Patrilinear inheritance and avunculate fishermen lived in large families headed by chieftains or elderly patriarchs; their property and prigileges were inherited by their firstborn sons and nephews; women had no rights as heiresses.

Heirdom tale – three brothers compete with one another to show who will be the best guardian of the  herds of the patriarch’s goats, who will bring him the most wondrous magic objects and who is the ablest heir worthy of his heritage.

Trophy tale – fishermen dream about killing a big shark, lizard or dragon and desire to die a heroic death in combat with a water monster so as to reincarnate into its body in the future life; they depose the dead corpse of their fellows by throwing it into water depths so as they might be devoured by water predators; their belief in metempsychosis implies that they were born from fish and spend after-death life in the embodiment of a strong fishy creature that ate their flesh.

Hesitation folktale – a fisher spends time woefully in meditations and waits for some fish catch; when he pulls out a little fish he hesitates to let it go free; he hopes that it will grow up and fulfill him three wondrous wishes in the future.

Merchants’ folklore – from the rise of feudal monarchies fishermen’s tribes practice sedentary fishery, undertake fishing voyages and sell their catch on the  market in the central plazas and squares of the town; they enhance their economic prosperity by controlling the urban marketplace and building rows of palaces with stalls, shops and arcades on its surrounding; moreover, they make living by travelling as itinerant merchants and move their goods to neighbouring towns in carriages; seaside fishers become skilful seafarers who exchange attractive articles of drapery, salt and spice with far-away harbours; they sell their goods for precious metals and gather them in treasuries or hidden hoards;   they do not despise piracy, assaulting and looting foreign seafarers’ ships, either; their hoards of gold, coins and precious metals predestine them to become wealthy money changers, bankers and usurers.

Patrician estate – at the end of feudal Middle Ages itinerant merchants turn into wealthy patriciate that overthrows the rule of castle aristocracy in town and get hold of power in urban centres as rich moneyed tyrants. They expel the reign of rich noble landowners, buy their land possessions and replace feudal tithes and natural exchange of corn by the monetary system of precious coins.

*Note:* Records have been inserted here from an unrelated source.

use std::collections::BTreeSet;
use std::path::{Path, PathBuf};
use std::sync::Arc;
use std::time::Duration;

use clap::{CommandFactory, Parser, Subcommand};
use serde_json::Value;
use tokio::sync::broadcast;
use tokio_util::sync::CancellationToken;
use tracing::{debug, info, warn};
use tracing_subscriber::EnvFilter;

use casebook_core::traits::{AutomationStore, Bus, JobStore, TicketStore, UuidGenerator};
use casebook_core::types::{Automation, AutomationType, JobMsg, Ticket};
use casebook_core::{AppConfig, CasebookError, Clock, DefaultClock, EventBus, GraphError};

use casebook_automation::{CompletionLoop, Dispatcher, DockerRuntime, SandboxRunner, Worker};
use casebook_memory::SqliteStore;
use casebook_playbook::{playbook_graph, playbook_view, ExprEvaluator, PlaybookTemplate};

/// How often `run` checks whether the playbook has stopped moving.
const IDLE_POLL: Duration = Duration::from_millis(250);
/// Consecutive quiet polls before `run` considers the playbook settled.
const IDLE_POLLS: u32 = 2;

#[derive(Parser)]
#[command(name = "casebook", version, about = "Incident response playbook engine")]
struct Cli {
    /// Path to config file
    #[arg(short, long, default_value = "casebook.toml")]
    config: PathBuf,

    #[command(subcommand)]
    command: Commands,
}

#[derive(Subcommand)]
enum Commands {
    /// Run the job worker until Ctrl-C
    Worker,
    /// Open a ticket, start a playbook on it and run its automations
    Run {
        /// Template YAML file
        template: PathBuf,
        /// Name of the ticket to open
        #[arg(long, default_value = "casebook run")]
        ticket: String,
        /// JSON object that completes the entry task
        #[arg(long)]
        data: Option<String>,
    },
    /// Validate a playbook template and print its task order
    Check {
        /// Template YAML file
        template: PathBuf,
    },
    /// Show current configuration
    Config,
    /// Manage automation definitions
    Automation {
        #[command(subcommand)]
        action: AutomationAction,
    },
    /// Generate shell completions
    Completions {
        /// Shell to generate completions for
        #[arg(value_enum)]
        shell: clap_complete::Shell,
    },
}

#[derive(Subcommand)]
enum AutomationAction {
    /// List stored automations
    List,
    /// Add or replace an automation
    Add {
        /// Automation ID, e.g. hash.sha1
        id: String,
        /// Script file copied into the container as /script
        script: PathBuf,
        /// Container image
        #[arg(long, default_value = "docker.io/python:3")]
        image: String,
    },
}

#[tokio::main]
async fn main() -> anyhow::Result<()> {
    tracing_subscriber::fmt()
        .with_env_filter(
            EnvFilter::try_from_default_env().unwrap_or_else(|_| EnvFilter::new("casebook=info,warn")),
        )
        .with_target(false)
        .init();

    let cli = Cli::parse();

    match cli.command {
        Commands::Completions { shell } => {
            let mut cmd = Cli::command();
            clap_complete::generate(shell, &mut cmd, "casebook", &mut std::io::stdout());
            Ok(())
        }
        Commands::Check { template } => check_template(&template),
        Commands::Config => {
            let config = load_config(&cli.config)?;
            println!("{}", serde_json::to_string_pretty(&config)?);
            Ok(())
        }
        Commands::Automation { action } => {
            let config = load_config(&cli.config)?;
            let store = SqliteStore::open(&config.database_path())?;
            handle_automation(action, &store).await
        }
        Commands::Worker => {
            let config = load_config(&cli.config)?;
            run_worker(config).await
        }
        Commands::Run {
            template,
            ticket,
            data,
        } => {
            let config = load_config(&cli.config)?;
            run_playbook(config, &template, ticket, data.as_deref()).await
        }
    }
}

fn load_config(path: &Path) -> anyhow::Result<AppConfig> {
    if path.exists() {
        return Ok(AppConfig::load(path)?);
    }
    if let Some(home_config) = dirs_home().map(|h| h.join(".casebook").join("config.toml")) {
        if home_config.exists() {
            info!(path = %home_config.display(), "Loading config from home directory");
            return Ok(AppConfig::load(&home_config)?);
        }
    }
    warn!(path = %path.display(), "No config file found, using defaults");
    Ok(AppConfig::default())
}

/// Stores, bus and services wired against the configured database and Docker.
struct Engine {
    store: Arc<SqliteStore>,
    bus: Arc<EventBus>,
    evaluator: Arc<ExprEvaluator>,
    runner: Arc<SandboxRunner>,
    completion: Arc<CompletionLoop>,
}

impl Engine {
    fn build(config: &AppConfig) -> anyhow::Result<Self> {
        let db_path = config.database_path();
        info!(path = %db_path.display(), "Opening database");
        let store = Arc::new(SqliteStore::open(&db_path)?);
        let bus = Arc::new(EventBus::new(config.bus.capacity));
        let evaluator = Arc::new(ExprEvaluator::new());
        let runtime = Arc::new(DockerRuntime::connect(&config.sandbox)?);

        let dispatcher = Arc::new(Dispatcher::new(
            bus.clone(),
            Arc::new(UuidGenerator),
            evaluator.clone(),
        ));
        let runner = Arc::new(SandboxRunner::new(
            store.clone(),
            store.clone(),
            bus.clone(),
            runtime,
            config,
        ));
        let completion = Arc::new(CompletionLoop::new(
            store.clone(),
            dispatcher,
            evaluator.clone(),
            Arc::new(DefaultClock),
        ));

        Ok(Self {
            store,
            bus,
            evaluator,
            runner,
            completion,
        })
    }

    fn worker(&self) -> Worker {
        Worker::new(self.bus.as_ref(), self.runner.clone(), self.completion.clone())
    }
}

fn cancel_on_ctrl_c() -> CancellationToken {
    let cancel = CancellationToken::new();
    let cancel_clone = cancel.clone();
    tokio::spawn(async move {
        tokio::signal::ctrl_c().await.ok();
        info!("Shutting down worker...");
        cancel_clone.cancel();
    });
    cancel
}

/// Serve job requests published on the in-process bus until Ctrl-C.
///
/// The bus lives in this process, so only playbooks started by an embedding
/// program reach it. `run` drives a playbook from the command line.
async fn run_worker(config: AppConfig) -> anyhow::Result<()> {
    let engine = Engine::build(&config)?;
    engine.worker().run(cancel_on_ctrl_c()).await;
    Ok(())
}

async fn run_playbook(
    config: AppConfig,
    template: &Path,
    ticket_name: String,
    data: Option<&str>,
) -> anyhow::Result<()> {
    let yaml = std::fs::read_to_string(template)?;
    let data = data.map(serde_json::from_str::<Value>).transpose()?;
    if let Some(data) = &data {
        if !data.is_object() {
            anyhow::bail!("--data must be a JSON object");
        }
    }

    let engine = Engine::build(&config)?;
    let mut requested = engine.bus.subscribe_jobs();
    let cancel = cancel_on_ctrl_c();
    let worker = tokio::spawn(engine.worker().run(cancel.clone()));

    let ticket_id = engine
        .store
        .create_ticket(Ticket::new(ticket_name, DefaultClock.utc()))
        .await?;
    let (playbook_id, ticket) = engine.completion.add_playbook(ticket_id, &yaml, None).await?;
    info!(ticket_id, playbook_id = %playbook_id, "Playbook started");

    if let Some(data) = data {
        let root = playbook_graph(ticket.playbook(&playbook_id)?)?.root()?;
        engine
            .completion
            .complete_task(ticket_id, &playbook_id, &root, data)
            .await?;
    }

    wait_until_idle(engine.store.as_ref(), &mut requested, &cancel).await;
    cancel.cancel();
    worker.await.ok();

    let ticket = engine.store.get_ticket(ticket_id).await?;
    let view = playbook_view(ticket.playbook(&playbook_id)?, engine.evaluator.as_ref())?;
    println!("ticket {ticket_id}, playbook '{playbook_id}' ({})", view.name);
    for id in view.ordered_ids() {
        let task = &view.tasks[id];
        let state = if task.task.done {
            "done"
        } else if task.active {
            "active"
        } else {
            "waiting"
        };
        println!("  {:>2}. {id} [{}] {state}", task.order + 1, task.task.kind);
        if let Some(data) = &task.task.data {
            println!("      {data}");
        }
    }
    Ok(())
}

/// Wait until every job requested on the bus has finished and no new request
/// arrived for `IDLE_POLLS` polls in a row, or until cancelled.
async fn wait_until_idle(
    jobs: &dyn JobStore,
    requested: &mut broadcast::Receiver<JobMsg>,
    cancel: &CancellationToken,
) {
    let mut pending = BTreeSet::new();
    let mut quiet = 0;
    let mut interval = tokio::time::interval(IDLE_POLL);
    loop {
        tokio::select! {
            _ = cancel.cancelled() => return,
            _ = interval.tick() => {}
        }

        let mut arrived = false;
        loop {
            match requested.try_recv() {
                Ok(msg) => {
                    debug!(job_id = %msg.id, automation = %msg.automation, "Job requested");
                    pending.insert(msg.id);
                    arrived = true;
                }
                Err(broadcast::error::TryRecvError::Lagged(n)) => {
                    warn!(skipped = n, "Missed job requests while waiting");
                }
                Err(_) => break,
            }
        }

        let mut finished = Vec::new();
        for id in &pending {
            // A job the worker has not recorded yet is still pending.
            if let Ok(job) = jobs.get_job(id).await {
                if !job.running {
                    finished.push(id.clone());
                }
            }
        }
        for id in finished {
            pending.remove(&id);
        }

        if pending.is_empty() && !arrived {
            quiet += 1;
            if quiet >= IDLE_POLLS {
                return;
            }
        } else {
            quiet = 0;
        }
    }
}

fn check_template(path: &Path) -> anyhow::Result<()> {
    let yaml = std::fs::read_to_string(path)?;
    let template = PlaybookTemplate::parse(&yaml)?;

    let order = match template.validate() {
        Ok(order) => order,
        Err(CasebookError::Graph(GraphError::Cycle { sorted })) => {
            anyhow::bail!(
                "playbook '{}' has a cycle; ordered before it: [{}]",
                template.name,
                sorted.join(", ")
            );
        }
        Err(e) => return Err(e.into()),
    };

    let mut problems = 0;
    for (id, task) in &template.tasks {
        let expressions = task
            .next
            .iter()
            .map(|(target, expr)| (format!("next.{target}"), expr))
            .chain(task.payload.iter().map(|(arg, expr)| (format!("payload.{arg}"), expr)));
        for (field, expr) in expressions {
            if let Err(e) = ExprEvaluator::validate(expr) {
                problems += 1;
                eprintln!("warning: {id}.{field}: {e}");
            }
        }
    }

    println!("{} ({} tasks)", template.name, order.len());
    for (position, id) in order.iter().enumerate() {
        let kind = template.tasks.get(id).map(|t| t.kind.to_string()).unwrap_or_default();
        println!("  {:>2}. {id} [{kind}]", position + 1);
    }
    if problems > 0 {
        eprintln!("{problems} expression(s) failed to parse");
    }
    Ok(())
}

async fn handle_automation(action: AutomationAction, store: &SqliteStore) -> anyhow::Result<()> {
    match action {
        AutomationAction::List => {
            let automations = store.list_automations().await?;
            if automations.is_empty() {
                println!("No automations stored.");
            }
            for automation in automations {
                println!("  {} ({})", automation.id, automation.image);
            }
        }
        AutomationAction::Add { id, script, image } => {
            let script = std::fs::read_to_string(&script)?;
            store
                .put_automation(Automation {
                    id: id.clone(),
                    image,
                    script,
                    schema: None,
                    kinds: vec![
                        AutomationType::Global,
                        AutomationType::Artifact,
                        AutomationType::Playbook,
                    ],
                })
                .await?;
            println!("Stored automation '{id}'.");
        }
    }
    Ok(())
}

fn dirs_home() -> Option<PathBuf> {
    std::env::var("HOME").ok().map(PathBuf::from)
}

#[cfg(test)]
mod tests {
    use super::*;
    use casebook_core::types::{Job, Message};
    use serde_json::json;

    fn request(id: &str) -> JobMsg {
        JobMsg {
            id: id.into(),
            automation: "hash.sha1".into(),
            origin: None,
            message: Message::default(),
        }
    }

    #[tokio::test(start_paused = true)]
    async fn test_wait_until_idle_waits_for_running_job() {
        let store = Arc::new(SqliteStore::in_memory().unwrap());
        let bus = EventBus::new(8);
        let mut requested = bus.subscribe_jobs();
        bus.publish_job(request("j1")).unwrap();
        store.create_job(Job::requested(&request("j1"))).await.unwrap();

        let finisher = {
            let store = store.clone();
            tokio::spawn(async move {
                tokio::time::sleep(Duration::from_secs(2)).await;
                store.complete_job("j1", json!({"ok": true})).await.unwrap();
            })
        };

        let started = tokio::time::Instant::now();
        wait_until_idle(store.as_ref(), &mut requested, &CancellationToken::new()).await;
        assert!(started.elapsed() >= Duration::from_secs(2));
        assert!(!store.get_job("j1").await.unwrap().running);
        finisher.await.unwrap();
    }

    #[tokio::test(start_paused = true)]
    async fn test_wait_until_idle_treats_unrecorded_job_as_pending() {
        let store = Arc::new(SqliteStore::in_memory().unwrap());
        let bus = EventBus::new(8);
        let mut requested = bus.subscribe_jobs();
        bus.publish_job(request("j1")).unwrap();

        let cancel = CancellationToken::new();
        let waiter = {
            let store = store.clone();
            let cancel = cancel.clone();
            tokio::spawn(async move { wait_until_idle(store.as_ref(), &mut requested, &cancel).await })
        };

        tokio::time::sleep(IDLE_POLL * 10).await;
        assert!(!waiter.is_finished());

        cancel.cancel();
        waiter.await.unwrap();
    }
}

Elegiac spiritual epic – in opposition to the string instruments of the landowning nobility of warriors the ascent of patrician merchants and fishery tradesmen cultivated the musical style of auletics with flutes, pipes and horns; instead of heroic epic and sagas warrior nobility it engendered nostalgic and melancholic compositions; it gave preference to meditative and didactic poetry composed in the meters of elegiac disticha and biblical 4-line strophes. 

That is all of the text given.